Figures 6A, B present the bias and precision for the estimation error across all treadmill speeds and slopes. For each positive slope and the −10% and −20% slopes, the bias was the largest at the highest speed reached (10.4% at 20% slope and 18.4% at −20% slope). However, the bias and the precision at the lowest treadmill speed (8 kmh-1) was generally high (21% ± 5.9%) at all slopes, including level running. At the 10 kmh-1 and 12 kmh-1 speed conditions, the estimation error showed a typically better precision (10.7% ± 2.0%).
4 Discussion
The proposed method was able to track the reference horizontal peak power estimated from the force plates over a speed range from 8 kmh-1 to 14 kmh-1 and at slopes from −20% to 20%. It achieved a MAE 6.5%–7.1%, an IQR (precision) of 12.5%–13.4%, and a R2 ≥ 0.91 under all running conditions (Table 2).

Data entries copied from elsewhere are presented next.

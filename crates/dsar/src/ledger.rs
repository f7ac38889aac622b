/*
 *  Copyright 2025-2026 Colliery Software
 *
 *  Licensed under the Apache License, Version 2.0 (the "License");
 *  you may not use this file except in compliance with the License.
 *  You may obtain a copy of the License at
 *
 *      http://www.apache.org/licenses/LICENSE-2.0
 *
 *  Unless required by applicable law or agreed to in writing, software
 *  distributed under the License is distributed on an "AS IS" BASIS,
 *  WITHOUT WARRANTIES OR CONDITIONS OF ANY KIND, either express or implied.
 *  See the License for the specific language governing permissions and
 *  limitations under the License.
 */

//! Context Approval Ledger.
//!
//! Records which contexts are in scope for a data request, grouped by the
//! component that reported them, and tracks a per-context approval status.
//! The ledger never changes request status; that belongs to the
//! [`RequestRegistry`](crate::registry::RequestRegistry).

use std::sync::Arc;

use crate::audit;
use crate::dal::DAL;
use crate::error::WorkflowError;
use crate::models::{
    ApprovedContextlist, ContextId, ContextStatus, ContextlistCollection, DataRequest,
    RequestContext, RequestId, RequestType,
};
use crate::policy::PolicyOracle;

/// Ledger of contexts attached to data requests.
#[derive(Clone)]
pub struct ContextLedger {
    dal: DAL,
    policy: Arc<dyn PolicyOracle>,
    chunk_size: usize,
}

impl std::fmt::Debug for ContextLedger {
    fn fmt(&self, f: &mut std::fmt::Formatter<'_>) -> std::fmt::Result {
        f.debug_struct("ContextLedger")
            .field("chunk_size", &self.chunk_size)
            .finish_non_exhaustive()
    }
}

impl ContextLedger {
    pub fn new(dal: DAL, policy: Arc<dyn PolicyOracle>, chunk_size: usize) -> Self {
        Self {
            dal,
            policy,
            chunk_size,
        }
    }

    pub fn chunk_size(&self) -> usize {
        self.chunk_size
    }

    /// Stores a collection of contexts against a request with `status`.
    ///
    /// Every component gets its own contextlist, even when none of its
    /// contexts survive filtering. For erasure requests, contexts the
    /// policy oracle reports as protected are left out. Returns the number
    /// of contexts stored.
    pub async fn add_contexts(
        &self,
        collection: &ContextlistCollection,
        request_id: RequestId,
        status: ContextStatus,
    ) -> Result<usize, WorkflowError> {
        let request = self.dal.data_request().get_by_id(request_id).await?;
        let filter_protected = request.request_type == RequestType::Delete;

        let mut entries: Vec<(String, Vec<ContextId>)> = Vec::with_capacity(collection.len());
        let mut skipped = 0;
        for (component, context_ids) in collection.iter() {
            let mut kept = Vec::with_capacity(context_ids.len());
            for &context_id in context_ids {
                if filter_protected && self.policy.is_protected(context_id).await {
                    audit::log_protected_context_skipped(request_id, component, context_id);
                    skipped += 1;
                    continue;
                }
                kept.push(context_id);
            }
            entries.push((component.to_string(), kept));
        }

        let components = entries.len();
        let stored = self
            .dal
            .contextlist()
            .insert_collection(request_id, entries, status)
            .await?;

        audit::log_contexts_added(request_id, components, stored, skipped);
        Ok(stored)
    }

    /// Sets `status` on every context of the request. Calling it again with
    /// the same status changes nothing further.
    pub async fn update_contexts_status(
        &self,
        request_id: RequestId,
        status: ContextStatus,
    ) -> Result<usize, WorkflowError> {
        let updated = self
            .dal
            .contextlist()
            .update_status_for_request(request_id, status, self.chunk_size)
            .await?;
        audit::log_contexts_status_changed(request_id, status.as_str(), updated);
        Ok(updated)
    }

    /// Approved contexts of the request grouped by component, in component
    /// name order. Components without approved contexts are omitted.
    pub async fn get_approved_collection(
        &self,
        request: &DataRequest,
    ) -> Result<Vec<ApprovedContextlist>, WorkflowError> {
        let pairs = self.dal.contextlist().approved_for_request(request.id).await?;
        Ok(group_by_component(request, pairs))
    }

    /// Every context stored for the request, with component and status.
    pub async fn contexts_for_request(
        &self,
        request_id: RequestId,
    ) -> Result<Vec<RequestContext>, WorkflowError> {
        self.dal.contextlist().list_for_request(request_id).await
    }
}

/// Groups `(component, context_id)` pairs already sorted by component.
fn group_by_component(
    request: &DataRequest,
    pairs: Vec<(String, ContextId)>,
) -> Vec<ApprovedContextlist> {
    let mut groups: Vec<ApprovedContextlist> = Vec::new();
    for (component, context_id) in pairs {
        match groups.last_mut() {
            Some(last) if last.component == component => last.context_ids.push(context_id),
            _ => groups.push(ApprovedContextlist {
                subject_id: request.subject_id,
                component,
                context_ids: vec![context_id],
            }),
        }
    }
    groups
}
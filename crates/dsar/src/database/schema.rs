/*
 *  Copyright 2025-2026 Colliery Software
 *
 *  Licensed under the Apache License, Version 2.0 (the "License");
 *  you may not use this file except in compliance with the License.
 *  You may obtain a copy of the License at
 *
 *      http://www.apache.org/licenses/LICENSE-2.0
 *
 *  Unless required by applicable law or agreed to in writing, software
 *  distributed under the License is distributed on an "AS IS" BASIS,
 *  WITHOUT WARRANTIES OR CONDITIONS OF ANY KIND, either express or implied.
 *  See the License for the specific language governing permissions and
 *  limitations under the License.
 */

//! Diesel table definitions for the SQLite store.
//!
//! Identifiers are `INTEGER PRIMARY KEY` columns read as `BigInt`. Timestamps
//! are RFC 3339 text; enum columns hold the raw integer discriminants.

diesel::table! {
    data_requests (id) {
        id -> BigInt,
        request_type -> Integer,
        status -> Integer,
        subject_id -> BigInt,
        requested_by -> BigInt,
        dpo_id -> Nullable<BigInt>,
        comments -> Text,
        dpo_comment -> Text,
        created_at -> Text,
        updated_at -> Text,
    }
}

diesel::table! {
    contextlists (id) {
        id -> BigInt,
        component -> Text,
        created_at -> Text,
        updated_at -> Text,
    }
}

diesel::table! {
    request_contextlists (id) {
        id -> BigInt,
        request_id -> BigInt,
        contextlist_id -> BigInt,
    }
}

diesel::table! {
    contextlist_contexts (id) {
        id -> BigInt,
        contextlist_id -> BigInt,
        context_id -> BigInt,
        status -> Integer,
        created_at -> Text,
        updated_at -> Text,
    }
}

diesel::table! {
    request_task_outbox (id) {
        id -> BigInt,
        task_kind -> Text,
        request_id -> BigInt,
        payload -> Text,
        attempts -> Integer,
        next_attempt_at -> Text,
        created_at -> Text,
    }
}

diesel::joinable!(contextlist_contexts -> contextlists (contextlist_id));
diesel::joinable!(request_contextlists -> contextlists (contextlist_id));
diesel::joinable!(request_contextlists -> data_requests (request_id));
diesel::joinable!(request_task_outbox -> data_requests (request_id));

diesel::allow_tables_to_appear_in_same_query!(
    data_requests,
    contextlists,
    request_contextlists,
    contextlist_contexts,
    request_task_outbox,
);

Although obtained using only foot-worn IMUs, these error magnitudes lie within the range of RMSE values (4%–20%) obtained using a simulated full-body IMU setup (Fohrmann et al., 2019). At the same speed, uphill running exhibited a higher peak power during the concentric phase of stance than level running (Supplementary Figure S1). These results are in agreement with the findings of Arampatzis et al. (2000) who compared different methods of estimating power from kinematic and ground reaction forces (GRF) data and recommended the use of GRF data-based methods. The best models for level, uphill, and downhill running (Table 2) were the neural network with 35% validation set (NN35), the neural network with 15% validation set (NN15), and elastic net (EN) regularization, respectively.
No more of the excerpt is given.